VEDALAR VE YENİ BAŞLANGIÇLAR

ST İnşaat Yapı ve Malzeme dergisinin ve beraberinde yayınladığımız ST Çatı Cephe gibi eklerimizin editörü olarak, sekiz yıldır sizlere hem yatırım ayağında hem de yapı teknolojileri kısmında yaşanan son gelişmeleri elimden geldiğince en doğru şekilde aktarmaya çalıştım. Mimarinin gündelik hayatla yakından ilişkisi, insan yaşam ve davranışını etkileyen sosyal yönü bu alana daha büyük sorumlulukla yaklaşmamda etkili oldu. Ülkemizde ne yazık ki ilk insandan bu yana temel ihtiyaç olan barınma gereksinimi; artan konut fiyatları, yanlış yapılaşma gibi sorunlar sebebiyle yeterince ya da en güvenli şekilde karşılanamamakta. Çarpık kentleşme,
yeşil alan yetersizliği; depreme karşı güçsüz, enerji verimliliğinden uzak, çatıdan akan su ya da yan komşusunun sesini duymaya sebep olacak kadar konforsuz,
sağlıksız, verimsiz ve güvensiz bir bina hiçbir insanın kaderi olmamalı. Tüm bu ihtiyaçların bir lüks değil, temel bir ihtiyaç olduğu kabul edilmeli, karşılanmalı.
Neticede Türkiye bir deprem ülkesi, Türkiye enerjide dışa bağımlı olan çevre sorunlarının yaşandığı bir ülke, Türkiye Avrupa’da ölümlü iş kazalarının en fazla yaşandığı (inşaat sektörü ilk sıralarda yer alıyor) ülke… Tüm bu sorunlar gündelik yaşamımızı etkileyen, yapıyla ilişkili temel sorunlar.
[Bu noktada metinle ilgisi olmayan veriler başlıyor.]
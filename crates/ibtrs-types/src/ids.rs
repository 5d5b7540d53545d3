/// Index of one RDMA path (connection) inside a session.
strong_type!(ConId, u16);

/// Index of a tag slot in a session's pool. Fits the 16-bit buffer id that
/// travels in immediate data.
strong_type!(TagId, u16);

/// Opaque caller context echoed back in the completion callback.
strong_type!(OpCookie, u64);

impl TagId {
    /// Slot index as a `usize` for indexing the pool arena.
    pub fn index(self) -> usize {
        self.0 as usize
    }
}
/// Newtype over an integer id, so ids of different kinds cannot be mixed.
///
/// The field stays public: ids are built from wire values and read back
/// with `.0`. `Debug` prints the type name, `Display` only the number.
#[macro_export]
macro_rules! strong_type {
    ($name:ident, $inner:ty) => {
        #[derive(Clone, Copy, PartialEq, Eq, Hash)]
        #[repr(transparent)]
        pub struct $name(pub $inner);

        impl ::std::fmt::Debug for $name {
            fn fmt(&self, f: &mut ::std::fmt::Formatter<'_>) -> ::std::fmt::Result {
                write!(f, "{}({})", stringify!($name), self.0)
            }
        }

        impl ::std::fmt::Display for $name {
            fn fmt(&self, f: &mut ::std::fmt::Formatter<'_>) -> ::std::fmt::Result {
                write!(f, "{}", self.0)
            }
        }
    };
}

#[cfg(test)]
mod tests {
    strong_type!(SlotNo, u16);

    #[test]
    fn test_display_and_debug() {
        let no = SlotNo(3);
        assert_eq!(format!("{}", no), "3");
        assert_eq!(format!("{:?}", no), "SlotNo(3)");
        assert_eq!(no, SlotNo(3));
        assert_ne!(no, SlotNo(4));
    }
}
Güvenli, sağlıklı, konforlu,
bugünün ihtiyaçlarını karşılayan, enerjiyi ve suyu minimum seviyede tüketen binalarla bu sorunları aşabiliriz. Nitekim bugünün yapı teknolojisi bunu sağlayacak
güçte… Sekiz yıllık süreçte gerek mimar, yatırımcılar, sivil toplum örgütlerinin temsilcileri ve de elbette yapı malzemelerinin önde gelen markalarının temsilcileriyle
yaptığım söyleşilerde bu konulara dikkat çekmeye, farkındalık yaratmaya çalıştım. Umarım hem topluma faydalı olmuş, hem de yıllardır dirsek teması kurduğum firmaların markalaşmasında, sesini duyurmasında katkım olmuştur. Severek hazırladığım ST İnşaat Yapı ve Malzeme dergisine ve Endüstri Radyo’daki programıma doğum yapacak olmamın ve sonraki süreçteki sorumluluklarım sebebiyle son vermek zorunda kalıyorum. Bu süreçte birlikte yol aldığım Endüstri
Medya ailesine teşekkür ediyorum. Verilen emeğin, severek ve dürüst bir şekilde yapılan her işin her zaman karşılık bulacağına inanan biri olarak, iş hayatınıza ve
özel yaşamınıza verdiğiniz tüm emeklerin topluma da fayda sağlayacak şekilde sizlere geri dönmesini diliyorum. Sevgi ve saygı ile kalın...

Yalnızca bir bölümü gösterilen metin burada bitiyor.